- Your objective
Each line of the records that holds "boundary" should be shown in full.

- Extracted entries
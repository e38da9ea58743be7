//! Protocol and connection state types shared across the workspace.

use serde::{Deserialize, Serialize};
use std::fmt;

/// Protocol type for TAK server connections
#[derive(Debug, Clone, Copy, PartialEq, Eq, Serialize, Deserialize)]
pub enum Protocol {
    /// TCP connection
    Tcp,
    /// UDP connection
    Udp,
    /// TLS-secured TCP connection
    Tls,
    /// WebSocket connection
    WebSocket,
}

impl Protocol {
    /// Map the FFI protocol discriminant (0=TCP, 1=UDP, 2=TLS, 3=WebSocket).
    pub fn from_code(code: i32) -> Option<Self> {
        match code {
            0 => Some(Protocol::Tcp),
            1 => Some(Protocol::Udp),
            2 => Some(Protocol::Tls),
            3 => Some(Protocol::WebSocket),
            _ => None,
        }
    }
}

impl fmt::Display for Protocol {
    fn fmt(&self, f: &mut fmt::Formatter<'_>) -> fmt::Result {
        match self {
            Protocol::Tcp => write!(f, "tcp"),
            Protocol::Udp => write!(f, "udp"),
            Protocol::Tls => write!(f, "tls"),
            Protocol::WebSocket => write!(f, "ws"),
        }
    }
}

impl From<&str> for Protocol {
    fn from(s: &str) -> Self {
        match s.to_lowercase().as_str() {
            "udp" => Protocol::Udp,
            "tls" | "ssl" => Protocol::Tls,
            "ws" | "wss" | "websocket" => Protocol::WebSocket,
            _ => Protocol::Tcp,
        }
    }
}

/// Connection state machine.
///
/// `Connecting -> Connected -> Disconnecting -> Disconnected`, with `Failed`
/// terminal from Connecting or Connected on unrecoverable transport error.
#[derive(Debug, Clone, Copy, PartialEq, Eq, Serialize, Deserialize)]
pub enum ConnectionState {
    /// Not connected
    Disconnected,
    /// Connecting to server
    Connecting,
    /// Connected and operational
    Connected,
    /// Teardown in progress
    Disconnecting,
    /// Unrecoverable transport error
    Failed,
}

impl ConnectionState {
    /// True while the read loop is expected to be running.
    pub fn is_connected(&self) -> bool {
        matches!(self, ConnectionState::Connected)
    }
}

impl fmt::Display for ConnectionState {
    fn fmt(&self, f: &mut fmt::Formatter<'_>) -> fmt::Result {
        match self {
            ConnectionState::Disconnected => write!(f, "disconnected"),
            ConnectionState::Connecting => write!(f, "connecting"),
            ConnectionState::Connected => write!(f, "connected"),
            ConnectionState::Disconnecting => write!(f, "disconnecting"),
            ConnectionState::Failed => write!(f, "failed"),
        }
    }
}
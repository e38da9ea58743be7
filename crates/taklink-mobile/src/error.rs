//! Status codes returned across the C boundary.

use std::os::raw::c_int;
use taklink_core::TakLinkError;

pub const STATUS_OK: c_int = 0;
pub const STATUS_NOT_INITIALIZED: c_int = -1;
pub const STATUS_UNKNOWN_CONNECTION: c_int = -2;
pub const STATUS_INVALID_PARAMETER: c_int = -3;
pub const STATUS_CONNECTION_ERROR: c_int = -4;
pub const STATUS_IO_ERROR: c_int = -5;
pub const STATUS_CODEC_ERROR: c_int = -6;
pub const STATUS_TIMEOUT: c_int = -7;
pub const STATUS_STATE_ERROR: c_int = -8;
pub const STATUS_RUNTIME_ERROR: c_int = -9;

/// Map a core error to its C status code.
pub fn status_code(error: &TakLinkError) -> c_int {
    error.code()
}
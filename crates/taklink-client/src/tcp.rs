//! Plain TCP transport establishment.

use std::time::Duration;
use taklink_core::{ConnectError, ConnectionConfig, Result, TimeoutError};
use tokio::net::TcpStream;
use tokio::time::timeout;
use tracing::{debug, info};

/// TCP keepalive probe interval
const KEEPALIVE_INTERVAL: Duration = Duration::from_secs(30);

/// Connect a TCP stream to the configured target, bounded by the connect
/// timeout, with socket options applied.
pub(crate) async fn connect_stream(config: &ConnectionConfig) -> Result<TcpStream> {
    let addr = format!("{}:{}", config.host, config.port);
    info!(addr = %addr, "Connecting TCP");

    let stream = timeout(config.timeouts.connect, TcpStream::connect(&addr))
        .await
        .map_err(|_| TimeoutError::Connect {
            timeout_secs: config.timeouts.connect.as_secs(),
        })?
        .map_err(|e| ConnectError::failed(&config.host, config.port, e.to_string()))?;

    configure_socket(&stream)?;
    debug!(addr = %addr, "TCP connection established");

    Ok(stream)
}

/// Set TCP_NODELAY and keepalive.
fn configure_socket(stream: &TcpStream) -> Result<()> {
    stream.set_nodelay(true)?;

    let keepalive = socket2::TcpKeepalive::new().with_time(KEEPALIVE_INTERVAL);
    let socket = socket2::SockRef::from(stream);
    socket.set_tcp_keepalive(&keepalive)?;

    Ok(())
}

==

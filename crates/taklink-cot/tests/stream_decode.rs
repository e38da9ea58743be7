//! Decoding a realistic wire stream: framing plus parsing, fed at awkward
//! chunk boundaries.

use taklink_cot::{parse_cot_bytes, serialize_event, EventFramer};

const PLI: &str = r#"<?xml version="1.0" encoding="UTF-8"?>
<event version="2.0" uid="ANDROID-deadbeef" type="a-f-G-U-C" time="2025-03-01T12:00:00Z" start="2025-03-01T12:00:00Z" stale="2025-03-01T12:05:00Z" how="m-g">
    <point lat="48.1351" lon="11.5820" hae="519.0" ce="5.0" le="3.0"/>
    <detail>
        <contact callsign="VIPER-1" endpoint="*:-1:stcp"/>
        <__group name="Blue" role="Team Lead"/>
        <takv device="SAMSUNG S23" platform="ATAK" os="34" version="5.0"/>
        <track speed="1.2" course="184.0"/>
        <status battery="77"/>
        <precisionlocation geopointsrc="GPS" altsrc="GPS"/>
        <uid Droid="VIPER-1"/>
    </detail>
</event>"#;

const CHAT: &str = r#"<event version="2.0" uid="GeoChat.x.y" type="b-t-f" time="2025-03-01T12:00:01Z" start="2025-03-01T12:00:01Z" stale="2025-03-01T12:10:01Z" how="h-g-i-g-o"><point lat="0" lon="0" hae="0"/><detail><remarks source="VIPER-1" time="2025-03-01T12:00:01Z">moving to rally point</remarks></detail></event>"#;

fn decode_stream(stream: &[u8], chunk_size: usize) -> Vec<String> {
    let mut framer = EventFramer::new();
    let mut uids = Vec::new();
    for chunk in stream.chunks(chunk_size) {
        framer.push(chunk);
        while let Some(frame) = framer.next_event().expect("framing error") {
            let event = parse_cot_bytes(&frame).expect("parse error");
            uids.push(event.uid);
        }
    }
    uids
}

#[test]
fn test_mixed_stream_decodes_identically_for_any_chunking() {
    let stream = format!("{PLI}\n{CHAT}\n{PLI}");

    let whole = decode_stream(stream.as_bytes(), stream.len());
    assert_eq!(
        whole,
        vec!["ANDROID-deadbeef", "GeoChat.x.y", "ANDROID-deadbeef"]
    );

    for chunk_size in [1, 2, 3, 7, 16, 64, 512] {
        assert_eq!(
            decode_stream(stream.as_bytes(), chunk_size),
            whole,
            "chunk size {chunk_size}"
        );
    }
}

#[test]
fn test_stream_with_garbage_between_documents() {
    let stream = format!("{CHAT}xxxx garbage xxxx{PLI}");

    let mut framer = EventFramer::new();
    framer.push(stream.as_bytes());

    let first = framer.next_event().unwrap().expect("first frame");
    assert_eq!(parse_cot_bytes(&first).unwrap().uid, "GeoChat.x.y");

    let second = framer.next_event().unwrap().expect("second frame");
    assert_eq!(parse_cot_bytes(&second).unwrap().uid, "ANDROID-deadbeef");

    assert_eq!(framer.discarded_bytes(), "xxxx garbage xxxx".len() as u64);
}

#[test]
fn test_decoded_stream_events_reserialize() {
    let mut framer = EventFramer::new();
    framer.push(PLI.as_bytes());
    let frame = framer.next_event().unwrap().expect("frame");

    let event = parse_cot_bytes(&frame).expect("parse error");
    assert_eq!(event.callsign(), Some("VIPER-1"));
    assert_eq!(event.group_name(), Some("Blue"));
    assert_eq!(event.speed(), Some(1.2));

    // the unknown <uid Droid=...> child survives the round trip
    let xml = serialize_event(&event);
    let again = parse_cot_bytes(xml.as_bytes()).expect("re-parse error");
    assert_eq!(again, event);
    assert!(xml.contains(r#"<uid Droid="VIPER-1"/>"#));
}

...

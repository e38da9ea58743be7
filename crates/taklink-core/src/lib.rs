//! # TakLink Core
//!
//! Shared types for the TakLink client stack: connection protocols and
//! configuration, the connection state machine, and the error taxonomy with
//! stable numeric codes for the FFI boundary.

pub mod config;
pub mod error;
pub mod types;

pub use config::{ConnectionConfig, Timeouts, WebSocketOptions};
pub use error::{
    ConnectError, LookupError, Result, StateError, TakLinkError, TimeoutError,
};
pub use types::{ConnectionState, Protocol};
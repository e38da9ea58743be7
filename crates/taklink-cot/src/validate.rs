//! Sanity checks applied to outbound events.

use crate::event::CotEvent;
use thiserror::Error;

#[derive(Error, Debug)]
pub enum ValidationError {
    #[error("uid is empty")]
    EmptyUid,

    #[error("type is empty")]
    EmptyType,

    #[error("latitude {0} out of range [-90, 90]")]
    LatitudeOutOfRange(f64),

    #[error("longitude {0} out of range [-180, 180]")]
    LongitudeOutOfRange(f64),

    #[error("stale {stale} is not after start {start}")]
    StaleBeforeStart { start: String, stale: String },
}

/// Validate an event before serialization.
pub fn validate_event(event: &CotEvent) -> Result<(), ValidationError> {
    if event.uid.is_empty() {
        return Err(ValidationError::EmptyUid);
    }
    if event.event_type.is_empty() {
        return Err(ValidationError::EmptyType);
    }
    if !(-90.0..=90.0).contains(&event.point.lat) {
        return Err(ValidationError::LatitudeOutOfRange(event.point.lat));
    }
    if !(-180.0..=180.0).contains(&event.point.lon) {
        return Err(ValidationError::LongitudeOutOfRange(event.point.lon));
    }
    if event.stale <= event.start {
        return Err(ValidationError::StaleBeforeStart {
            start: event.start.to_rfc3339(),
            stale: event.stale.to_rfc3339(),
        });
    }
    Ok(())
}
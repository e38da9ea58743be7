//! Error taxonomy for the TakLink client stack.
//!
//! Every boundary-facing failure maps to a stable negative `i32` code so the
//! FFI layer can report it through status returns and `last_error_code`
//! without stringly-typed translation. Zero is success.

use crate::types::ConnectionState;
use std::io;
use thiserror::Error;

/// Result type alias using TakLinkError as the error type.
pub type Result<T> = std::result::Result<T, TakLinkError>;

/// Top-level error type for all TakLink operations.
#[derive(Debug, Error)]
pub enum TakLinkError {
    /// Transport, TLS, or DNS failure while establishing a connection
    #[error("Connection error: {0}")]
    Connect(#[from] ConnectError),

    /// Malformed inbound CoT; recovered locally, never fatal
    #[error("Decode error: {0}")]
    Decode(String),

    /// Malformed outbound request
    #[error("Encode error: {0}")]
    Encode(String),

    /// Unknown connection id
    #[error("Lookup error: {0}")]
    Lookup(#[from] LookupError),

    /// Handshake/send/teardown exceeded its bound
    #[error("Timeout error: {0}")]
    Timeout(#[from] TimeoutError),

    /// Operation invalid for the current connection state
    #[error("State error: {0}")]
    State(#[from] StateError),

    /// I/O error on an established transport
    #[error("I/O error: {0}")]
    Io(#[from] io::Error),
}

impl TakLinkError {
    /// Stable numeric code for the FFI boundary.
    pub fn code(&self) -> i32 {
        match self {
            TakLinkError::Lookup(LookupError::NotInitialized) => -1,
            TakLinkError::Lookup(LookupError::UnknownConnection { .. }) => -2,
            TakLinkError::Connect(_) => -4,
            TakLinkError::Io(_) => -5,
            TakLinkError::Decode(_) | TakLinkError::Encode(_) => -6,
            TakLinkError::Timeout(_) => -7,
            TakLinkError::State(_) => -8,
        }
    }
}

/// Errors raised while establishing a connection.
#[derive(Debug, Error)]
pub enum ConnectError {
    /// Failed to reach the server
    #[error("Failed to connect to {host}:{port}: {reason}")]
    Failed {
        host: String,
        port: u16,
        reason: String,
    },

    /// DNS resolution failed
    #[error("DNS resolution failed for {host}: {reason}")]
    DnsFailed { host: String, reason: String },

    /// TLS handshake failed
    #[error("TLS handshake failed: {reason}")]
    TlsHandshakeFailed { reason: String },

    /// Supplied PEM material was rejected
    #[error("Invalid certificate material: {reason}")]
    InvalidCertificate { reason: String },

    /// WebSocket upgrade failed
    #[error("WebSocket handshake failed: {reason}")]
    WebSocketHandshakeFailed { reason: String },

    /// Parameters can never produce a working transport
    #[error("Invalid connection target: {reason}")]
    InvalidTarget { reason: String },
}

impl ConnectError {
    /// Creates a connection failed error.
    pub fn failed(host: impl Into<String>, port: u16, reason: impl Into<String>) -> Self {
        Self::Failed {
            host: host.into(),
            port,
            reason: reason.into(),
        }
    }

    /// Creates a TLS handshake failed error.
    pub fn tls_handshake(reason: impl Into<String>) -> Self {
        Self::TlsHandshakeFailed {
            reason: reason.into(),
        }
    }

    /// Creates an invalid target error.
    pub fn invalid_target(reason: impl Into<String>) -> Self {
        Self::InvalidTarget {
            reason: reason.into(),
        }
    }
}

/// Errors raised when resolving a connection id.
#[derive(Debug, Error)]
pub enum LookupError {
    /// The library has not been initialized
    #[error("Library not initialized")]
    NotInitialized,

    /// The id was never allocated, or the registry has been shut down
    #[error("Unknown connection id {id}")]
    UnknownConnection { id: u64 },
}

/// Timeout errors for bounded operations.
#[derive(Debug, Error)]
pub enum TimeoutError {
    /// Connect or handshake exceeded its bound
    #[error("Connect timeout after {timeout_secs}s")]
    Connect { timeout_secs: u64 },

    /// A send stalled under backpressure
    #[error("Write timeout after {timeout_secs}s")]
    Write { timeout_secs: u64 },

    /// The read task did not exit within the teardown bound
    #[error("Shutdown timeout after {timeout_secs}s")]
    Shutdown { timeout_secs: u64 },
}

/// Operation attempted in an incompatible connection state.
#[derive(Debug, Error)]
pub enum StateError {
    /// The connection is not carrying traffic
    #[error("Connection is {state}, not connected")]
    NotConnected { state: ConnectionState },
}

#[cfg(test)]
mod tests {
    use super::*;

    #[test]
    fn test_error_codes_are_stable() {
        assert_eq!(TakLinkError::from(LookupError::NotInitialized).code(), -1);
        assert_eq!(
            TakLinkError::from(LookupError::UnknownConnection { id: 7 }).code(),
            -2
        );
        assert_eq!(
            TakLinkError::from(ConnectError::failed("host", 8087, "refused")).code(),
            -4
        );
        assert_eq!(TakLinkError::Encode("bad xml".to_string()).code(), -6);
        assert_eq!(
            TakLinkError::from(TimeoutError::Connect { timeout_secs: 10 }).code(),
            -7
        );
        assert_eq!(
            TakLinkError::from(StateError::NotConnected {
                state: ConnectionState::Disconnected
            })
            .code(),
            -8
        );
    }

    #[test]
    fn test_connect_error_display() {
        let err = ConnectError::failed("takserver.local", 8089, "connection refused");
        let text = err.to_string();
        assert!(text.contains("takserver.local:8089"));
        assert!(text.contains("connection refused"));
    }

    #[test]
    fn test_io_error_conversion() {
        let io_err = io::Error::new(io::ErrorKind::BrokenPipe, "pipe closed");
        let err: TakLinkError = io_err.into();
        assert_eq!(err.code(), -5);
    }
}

- Result of the exercise
//! Status codes returned across the C boundary.
//! stable numeric codes for the FFI boundary.
//! Every boundary-facing failure maps to a stable negative `i32` code so the
    /// Stable numeric code for the FFI boundary.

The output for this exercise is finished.